Su questo anello vi era incisa una stella a 5 raggi, circondata da lettere ritenute mistiche e da un serpente arrotolato.

Un altro potente amuleto è la campana, credevate che le Chiese la utilizzassero solo per richiamare a raccolta i fedeli o scandire il tempo?
In suono della campana avrebbe il potere di scacciare gli spiriti maligni e placare l'eventuale ira delle divinità benigne.
É un amuleto conosciuto sin da tempi remoti in tutto il mondo.

Vorrei ricordare brevemente le pratiche legate ai profumi e a talismani consistenti in sacchetti profumati.
Di questi oggetti se ne faceva largo uso in Persia e nell'antico Egitto.
Probabilmente i profumi erano considerati potenti mezzi magici, forse per via dei principi attivi che venivano assunti per inalazione e che erano e sono tutt'oggi in grado di procurare differenti effetti sia sull'uomo che sulle cose.
Ad esempio, un sacchetto creato ad arte, con ingredienti profumati ben scelti, poteva difendere dalle punture di insetto, quindi da determinate malattie, ma qui più che di magia occorrerebbe parlare di chimica.
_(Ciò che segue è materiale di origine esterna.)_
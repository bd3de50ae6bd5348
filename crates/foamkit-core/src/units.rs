//! Unit conversion utilities
//!
//! Layouts are expressed in inches throughout the public contract. Millimetres
//! only appear when the solid model is serialized, so everything here converts
//! to and from inches. Supports decimal and fractional inch parsing.

/// Millimetres per inch
pub const MM_PER_INCH: f64 = 25.4;

/// Length unit
#[derive(Debug, Clone, Copy, PartialEq, Eq)]
pub enum LengthUnit {
    /// Inches (layout contract unit)
    Inch,
    /// Millimetres (solid-model emission unit)
    Millimeter,
}

/// Convert inches to millimetres
pub fn inches_to_mm(inches: f64) -> f64 {
    inches * MM_PER_INCH
}

/// Convert millimetres to inches
pub fn mm_to_inches(mm: f64) -> f64 {
    mm / MM_PER_INCH
}

/// Format a length for display
///
/// * `value_in` - Value in inches
/// * `unit` - Target unit
pub fn format_length(value_in: f64, unit: LengthUnit) -> String {
    match unit {
        LengthUnit::Inch => trim_decimal(value_in, 3),
        LengthUnit::Millimeter => trim_decimal(inches_to_mm(value_in), 2),
    }
}

/// Format with at most `places` decimals, dropping trailing zeros ("2.500" -> "2.5")
pub fn trim_decimal(value: f64, places: usize) -> String {
    let formatted = format!("{:.*}", places, value);
    let trimmed = if formatted.contains('.') {
        formatted.trim_end_matches('0').trim_end_matches('.')
    } else {
        formatted.as_str()
    };
    if trimmed == "-0" {
        "0".to_string()
    } else {
        trimmed.to_string()
    }
}

/// Parse a length string to inches
///
/// * `input` - String to parse ("2.5", "1 1/2", "3/8")
/// * `unit` - Unit the string is expressed in
pub fn parse_length(input: &str, unit: LengthUnit) -> Result<f64, String> {
    let input = input.trim();
    if input.is_empty() {
        return Err("Empty length".to_string());
    }

    match unit {
        LengthUnit::Millimeter => {
            let mm = input.parse::<f64>().map_err(|e| e.to_string())?;
            Ok(mm_to_inches(mm))
        }
        LengthUnit::Inch => {
            if !input.contains('/') {
                return input.parse::<f64>().map_err(|e| e.to_string());
            }

            let mut total_inches = 0.0;
            let mut negative = false;
            for part in input.split_whitespace() {
                let part = match part.strip_prefix('-') {
                    Some(rest) => {
                        negative = true;
                        rest
                    }
                    None => part,
                };
                if let Some((num, den)) = part.split_once('/') {
                    let num = num.parse::<f64>().map_err(|_| "Invalid numerator")?;
                    let den = den.parse::<f64>().map_err(|_| "Invalid denominator")?;
                    if den == 0.0 {
                        return Err("Division by zero".to_string());
                    }
                    total_inches += num / den;
                } else {
                    total_inches += part.parse::<f64>().map_err(|_| "Invalid number part")?;
                }
            }
            Ok(if negative { -total_inches } else { total_inches })
        }
    }
}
Ho preferito evitare di parlare di cornetti, e ferri di cavallo, non perché il richiamo al simbolo fallico del primo sia di poco conto, e neppure perché ritengo stupide le leggende legate al secondo.
Ho evitato l'argomento in quanto credo sia ben noto a tutti voi, ho preferito trattare degli amuleti da un punto di vista differente, per cercare di spiegare cosa si cela dietro ai tanti oggetti mistici sparsi per il mondo e facenti parte del patrimonio, questa volta posso dirlo con certezza, mondiale, comune a tutti gli uomini in ogni parte del globo.
del resto, come già detto, sarebbe impossibile riportare in questo articolo tutti gli amuleti esistenti in questo mondo.